Optimizing therapeutic hypothermia conditions in a translational preclinical model of neonatal hypoxia-ischemia in rats

Background: Therapeutic hypothermia is the only clinically approved treatment for neonatal hypoxia-ischemia (NHI), although its efficacy remains partial. In preclinical research, hypothermia is widely used as a reference therapy; however, its protocol is highly variable across studies, limiting robust comparisons with emerging neuroprotective strategies. This study aimed to define an optimal and standardized hypothermia protocol in the Rice-Vannucci model, not to challenge clinical practice, but to establish a reliable benchmark for preclinical therapeutic development. Methods: NHI was induced in postnatal day 7 (P7) rat pups, followed by normothermia or hypothermia for 2, 3, or 5 hours.
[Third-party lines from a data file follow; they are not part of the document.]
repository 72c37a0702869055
#![allow(dead_code)]

pub mod fixtures;
pub mod test_db;

pub use fixtures::*;
pub use test_db::*;
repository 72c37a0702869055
use chrono::{DateTime, Days, NaiveDate, Utc};
use serde::Serialize;

/// Inclusive range of UTC calendar days covered by an iteration
#[derive(Debug, Clone, Copy, PartialEq, Eq, Serialize)]
pub struct IterationDateRange {
    pub start: DateTime<Utc>,
    pub end: DateTime<Utc>,
}

impl IterationDateRange {
    /// An end before the start collapses the range to the start day.
    pub fn new(start: DateTime<Utc>, end: DateTime<Utc>) -> Self {
        Self {
            start,
            end: end.max(start),
        }
    }

    pub fn first_day(&self) -> NaiveDate {
        self.start.date_naive()
    }

    pub fn last_day(&self) -> NaiveDate {
        self.end.date_naive()
    }

    /// Every day from first to last, ascending, no gaps
    pub fn days(&self) -> Vec<NaiveDate> {
        self.first_days(usize::MAX)
    }

    /// The first `limit` days of the range, ascending
    pub fn first_days(&self, limit: usize) -> Vec<NaiveDate> {
        let last_day = self.last_day();
        self.first_day()
            .iter_days()
            .take_while(|day| *day <= last_day)
            .take(limit)
            .collect()
    }

    pub fn day_count(&self) -> usize {
        (self.last_day() - self.first_day()).num_days() as usize + 1
    }

    /// Midnight UTC at the start of the first day
    pub fn window_start(&self) -> DateTime<Utc> {
        self.first_day().and_time(chrono::NaiveTime::MIN).and_utc()
    }

    /// Midnight UTC one day after the last day
    pub fn window_end(&self) -> DateTime<Utc> {
        self.last_day()
            .checked_add_days(Days::new(1))
            .unwrap_or(self.last_day())
            .and_time(chrono::NaiveTime::MIN)
            .and_utc()
    }
}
Short- and long-term outcomes were assessed using lesion volume measurements by MRI, neurological scoring, behavioral tests, and histological analyses. The impact of immediate hypothermia initiation was also examined. Results: Across analyses, both 2- and 3-hour hypothermia durations provided greater neuroprotection than 5 hours-including brain lesion volume, motor and cognitive performances, and markers of neuronal preservation and neuroinflammation. However, for several parameters, 2 hours of hypothermia showed superior efficacy compared with 3 hours. Immediate initiation further modestly improved outcomes. Conclusion: A 2-hour hypothermia protocol represents the most robust and reproducible preclinical reference, enabling meaningful comparison with novel therapies in the Rice-Vannucci model.